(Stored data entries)
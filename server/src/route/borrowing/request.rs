use crate::controller::Intake;
use application::transfer::{
    CreateBorrowingDto, DeleteBorrowingDto, GetAllBorrowingsDto, GetBorrowingDto,
    ManageBorrowingDto, UserDto,
};
use kernel::prelude::entity::{SelectLimit, SelectOffset};
use serde::Deserialize;
use time::Date;
use uuid::Uuid;

#[derive(Debug, Deserialize)]
pub struct CreateRequest {
    book: Uuid,
    expected_return_date: Date,
}

/// Unknown payload fields are ignored, so clients resending a full record
/// do not trip over the readonly ones. Omitting the action keeps the
/// borrowing as it is.
#[derive(Debug, Deserialize)]
pub struct ManageRequest {
    manage_this_borrowing: Option<String>,
}

#[derive(Debug, Deserialize)]
pub struct GetAllRequest {
    is_active: Option<String>,
    user_id: Option<Uuid>,
    #[serde(default)]
    limit: SelectLimit,
    #[serde(default)]
    offset: SelectOffset,
}

#[derive(Debug)]
pub struct GetRequest {
    user: UserDto,
    id: Uuid,
}

impl GetRequest {
    pub fn new(user: UserDto, id: Uuid) -> Self {
        Self { user, id }
    }
}

#[derive(Debug)]
pub struct DeleteRequest {
    user: UserDto,
    id: Uuid,
}

impl DeleteRequest {
    pub fn new(user: UserDto, id: Uuid) -> Self {
        Self { user, id }
    }
}

pub struct Transformer;

impl Intake<(UserDto, CreateRequest)> for Transformer {
    type To = CreateBorrowingDto;
    fn emit(&self, (user, input): (UserDto, CreateRequest)) -> Self::To {
        CreateBorrowingDto {
            actor: user,
            book_id: input.book,
            expected_return_date: input.expected_return_date,
        }
    }
}

impl Intake<(UserDto, GetAllRequest)> for Transformer {
    type To = GetAllBorrowingsDto;
    fn emit(&self, (user, input): (UserDto, GetAllRequest)) -> Self::To {
        GetAllBorrowingsDto {
            actor: user,
            is_active: input.is_active,
            user_id: input.user_id,
            limit: input.limit,
            offset: input.offset,
        }
    }
}

impl Intake<GetRequest> for Transformer {
    type To = GetBorrowingDto;
    fn emit(&self, input: GetRequest) -> Self::To {
        GetBorrowingDto {
            actor: input.user,
            id: input.id,
        }
    }
}

impl Intake<(UserDto, Uuid, ManageRequest)> for Transformer {
    type To = ManageBorrowingDto;
    fn emit(&self, (user, id, input): (UserDto, Uuid, ManageRequest)) -> Self::To {
        ManageBorrowingDto {
            actor: user,
            id,
            action: input.manage_this_borrowing,
        }
    }
}

impl Intake<DeleteRequest> for Transformer {
    type To = DeleteBorrowingDto;
    fn emit(&self, input: DeleteRequest) -> Self::To {
        DeleteBorrowingDto {
            actor: input.user,
            id: input.id,
        }
    }
}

THE TASK: Output the complete data exactly as written.

ANSWER SECTION:
filename server/src/route/borrowing/request.rs
use crate::controller::Intake;
use application::transfer::{
    CreateBorrowingDto, DeleteBorrowingDto, GetAllBorrowingsDto, GetBorrowingDto,
    ManageBorrowingDto, UserDto,
};
use kernel::prelude::entity::{SelectLimit, SelectOffset};
use serde::Deserialize;
use time::Date;
use uuid::Uuid;

#[derive(Debug, Deserialize)]
pub struct CreateRequest {
    book: Uuid,
    expected_return_date: Date,
}

/// Unknown payload fields are ignored, so clients resending a full record
/// do not trip over the readonly ones. Omitting the action keeps the
/// borrowing as it is.
#[derive(Debug, Deserialize)]
pub struct ManageRequest {
    manage_this_borrowing: Option<String>,
}

#[derive(Debug, Deserialize)]
pub struct GetAllRequest {
    is_active: Option<String>,
    user_id: Option<Uuid>,
    #[serde(default)]
    limit: SelectLimit,
    #[serde(default)]
    offset: SelectOffset,
}

#[derive(Debug)]
pub struct GetRequest {
    user: UserDto,
    id: Uuid,
}

impl GetRequest {
    pub fn new(user: UserDto, id: Uuid) -> Self {
        Self { user, id }
    }
}

#[derive(Debug)]
pub struct DeleteRequest {
    user: UserDto,
    id: Uuid,
}

impl DeleteRequest {
    pub fn new(user: UserDto, id: Uuid) -> Self {
        Self { user, id }
    }
}

pub struct Transformer;

impl Intake<(UserDto, CreateRequest)> for Transformer {
    type To = CreateBorrowingDto;
    fn emit(&self, (user, input): (UserDto, CreateRequest)) -> Self::To {
        CreateBorrowingDto {
            actor: user,
            book_id: input.book,
            expected_return_date: input.expected_return_date,
        }
    }
}

impl Intake<(UserDto, GetAllRequest)> for Transformer {
    type To = GetAllBorrowingsDto;
    fn emit(&self, (user, input): (UserDto, GetAllRequest)) -> Self::To {
        GetAllBorrowingsDto {
            actor: user,
            is_active: input.is_active,
            user_id: input.user_id,
            limit: input.limit,
            offset: input.offset,
        }
    }
}

impl Intake<GetRequest> for Transformer {
    type To = GetBorrowingDto;
    fn emit(&self, input: GetRequest) -> Self::To {
        GetBorrowingDto {
            actor: input.user,
            id: input.id,
        }
    }
}

impl Intake<(UserDto, Uuid, ManageRequest)> for Transformer {
    type To = ManageBorrowingDto;
    fn emit(&self, (user, id, input): (UserDto, Uuid, ManageRequest)) -> Self::To {
        ManageBorrowingDto {
            actor: user,
            id,
            action: input.manage_this_borrowing,
        }
    }
}

impl Intake<DeleteRequest> for Transformer {
    type To = DeleteBorrowingDto;
    fn emit(&self, input: DeleteRequest) -> Self::To {
        DeleteBorrowingDto {
            actor: input.user,
            id: input.id,
        }
    }
}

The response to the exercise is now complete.